Part of the weirdness lies in the fact that corporations are treated as forests, but not as a collection of trees - that is to say that corporations are considered as single and separate legal entities from their constituent members. This idea makes practical sense, as it provides individuals the legal protection from being held personally responsible up to a point for the actions of the whole, thereby freeing up the organisation to engage in operations without individual-level risk aversion paralysing the company.

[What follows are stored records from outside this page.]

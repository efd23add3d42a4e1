//! # vkbot
//!
//! An event routing framework for VK community bots.
//!
//! ## Architecture
//!
//! ```text
//! ┌─────────────┐     ┌────────────┐     ┌──────────────────────┐
//! │  BotRuntime │────▶│ Dispatcher │────▶│ Router "messages"    │──▶ Handler ──▶ Api
//! │  (events)   │     │            │────▶│ Router "callbacks"   │──▶ Handler ──▶ Api
//! └─────────────┘     └────────────┘     └──────────────────────┘
//! ```
//!
//! - **Runtime**: configuration, logging, one task per inbound event
//! - **Dispatcher**: tries routers in order until one finds a handler
//! - **Routers**: a filter gate in front of an ordered list of handlers
//! - **Handlers**: filters plus an async callback; the first whose filters pass wins
//! - **Api**: typed method wrappers over an HTTP transport
//!
//! ## Quick Start
//!
//! ```rust,ignore
//! use vkbot::prelude::*;
//!
//! #[tokio::main]
//! async fn main() -> anyhow::Result<()> {
//!     let mut runtime = BotRuntime::builder().build()?;
//!     let api = Api::new(runtime.http_transport()?);
//!
//!     let mut router = DefaultRouter::named("messages");
//!     router.add_filter(EventTypeFilter::new(EventKind::MessageNew));
//!     router.register_handler(filters![CommandsFilter::new(["ping"])], move |event| {
//!         let api = api.clone();
//!         async move {
//!             let peer = event.peer_id().unwrap_or_default();
//!             api.messages().send(SendMessage::new(peer, "pong")).await?;
//!             Ok(())
//!         }
//!     });
//!
//!     runtime.register_router(router);
//!     runtime.run_until_signal(events).await?;
//!     Ok(())
//! }
//! ```
//!
//! ## Features
//!
//! - `http-client` *(default)*: [`HttpTransport`](transport::HttpTransport)
//! - `json-log`: JSON log output

pub use vkbot_api as api;
pub use vkbot_core as core;
pub use vkbot_dispatch as dispatch;
pub use vkbot_runtime as runtime;
pub use vkbot_transport as transport;

/// Commonly used types for writing a bot.
pub mod prelude {
    // Runtime
    pub use vkbot_runtime::{BotConfig, BotRuntime, RuntimeStats};

    // Events
    pub use vkbot_core::{BotEvent, EventKind};

    // Dispatch
    pub use vkbot_dispatch::prelude::*;
    pub use vkbot_dispatch::{BoxError, HandlerRegistrar};

    // API
    pub use vkbot_api::{Api, Params, SendMessage};
    pub use vkbot_core::{ApiError, ApiResult};

    #[cfg(feature = "http-client")]
    pub use vkbot_transport::HttpTransport;

    // Logging
    pub use vkbot_runtime::prelude::*;
}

Despite the legal distinction, public discourse surrounding an entity like Eskom becomes quite tricky. Yes, we as South Africans treat Eskom as a monolith - so much so that most people would not struggle to give it a personality if pressed - but this does a great disservice to the men and women who are fighting to rectify our country's power grid. Our current power concerns have persisted for a generation: it would not only be madness to attribute long-term structural problems to its current employees, but would also ignore the efforts of these very same employees who continue to serve despite the most intense public scrutiny.
In this vein, the current leadership, under the stewardship of CEO Dan Marokane, should be lauded for their admirable approach to running the utility - the approximately 300 days without power interruptions, as well as the open and frank communication with the public not shying away from difficult topics, but refusing to feed national pessimism, is a tangible good-faith demonstration of a company with an eye to the future. But beyond stable and sensible operations, we have also begun to see greater innovation and an openness to working with the private sector. All in all, if Eskom were a human, he or she may well have experienced a spiritual reawakening.